In the present randomized controlled treatment trial, we wanted to investigate the influence of trauma-focused therapy on attentional processing of aversive pictures. We compared the effects of trauma-focused CBT with a waitlist control group in a population of severely traumatized victims of war and torture. In both groups, we assessed neurophysiological indicators of attention to threat cues before and after treatment or the corresponding waiting time. We used Narrative Exposure Therapy (NET) as a variant of trauma-focused CBT. NET is a manualized short-term approach that has been adapted to meet the needs of traumatized survivors of war and torture . NET has been shown to be effective in the reduction of PTSD symptoms in various randomized controlled trials [24–27]. The advantage of NET is that rather than combining various techniques such as cognitive methods and skills training, this treatment focuses exclusively on the reconstruction of episodic trauma memory by a detailed and emotional narration of the biography, with particular emphasis on the traumatic events. Therefore, potential effects can be attributed to a specific intervention rather than to a mixture of various therapeutic methods.

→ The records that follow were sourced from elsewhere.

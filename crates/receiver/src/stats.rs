//! Receive timing statistics
//!
//! A bounded ring of recent timing errors, one entry per classified mark or
//! space, recorded as the signed difference between the observed duration
//! and the ideal one. The per-category report is the RMS of those deltas,
//! a measure of the sender's keying jitter.

/// Entries kept before the oldest are overwritten. A tunable constant in
/// its own right, unrelated to the representation buffer size.
pub const STATISTICS_CAPACITY: usize = 256;

/// What kind of interval a statistic describes.
#[derive(Debug, Clone, Copy, PartialEq, Eq)]
pub enum StatisticCategory {
    Dot,
    Dash,
    InterMarkSpace,
    InterCharacterSpace,
}

#[derive(Debug, Clone, Copy)]
struct Entry {
    category: StatisticCategory,
    delta_us: i32,
}

/// Ring buffer of timing deltas with per-category RMS reporting.
#[derive(Debug, Clone, Default)]
pub struct Statistics {
    entries: Vec<Entry>,
    cursor: usize,
}

impl Statistics {
    pub fn new() -> Self {
        Self::default()
    }

    /// Record one observation: how far `duration` landed from `ideal`.
    pub fn record(&mut self, category: StatisticCategory, duration_us: u32, ideal_us: u32) {
        let delta_us = duration_us as i64 - ideal_us as i64;
        let entry = Entry {
            category,
            delta_us: delta_us.clamp(i32::MIN as i64, i32::MAX as i64) as i32,
        };
        if self.entries.len() < STATISTICS_CAPACITY {
            self.entries.push(entry);
        } else {
            self.entries[self.cursor] = entry;
        }
        self.cursor = (self.cursor + 1) % STATISTICS_CAPACITY;
    }

    /// RMS deviation from ideal for one category, in microseconds. Zero
    /// when no samples exist.
    pub fn deviation(&self, category: StatisticCategory) -> f64 {
        let squares: Vec<f64> = self
            .entries
            .iter()
            .filter(|e| e.category == category)
            .map(|e| f64::from(e.delta_us) * f64::from(e.delta_us))
            .collect();
        if squares.is_empty() {
            return 0.0;
        }
        (squares.iter().sum::<f64>() / squares.len() as f64).sqrt()
    }

    /// Number of recorded entries (across all categories).
    pub fn len(&self) -> usize {
        self.entries.len()
    }

    pub fn is_empty(&self) -> bool {
        self.entries.is_empty()
    }

    /// Discard all recorded statistics.
    pub fn reset(&mut self) {
        self.entries.clear();
        self.cursor = 0;
    }
}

We applied magnetoencephalography (MEG) to measure steady-state visual evoked fields (ssVEF) as an indicator of attention processes. Here, we were interested in the processing pattern of threatening cues, which consisted mainly of pictures with trauma-related (war and attack scenes) or generally aversive (mutilations) stimuli. The ssVEF represents an ongoing cortical oscillatory neuromagnetic response elicited by a repetitive visual stimulus that is presented at a certain frequency (e.g., 10 Hz) having the same fundamental frequency as the driving stimulus . One major advantage of the ssVEF technique is that a high signal-noise-ratio can be achieved even with a limited number of trials . This technique has proven its efficiency in several studies investigating higher order attentional mechanisms during the processing of emotional stimuli in healthy participants [29–31], and psychiatric patients [11, 32].
We expected that NET would reduce attentional disengagement towards aversive stimuli . Therefore, we expected a relative increase of activity towards threat-related pictures in brain regions associated with elaborate visual processing. Moreover, we aimed to explore potential changes in activity in the parietal cortex as a marker of enhanced top-down regulation of attention as well as episodic memory.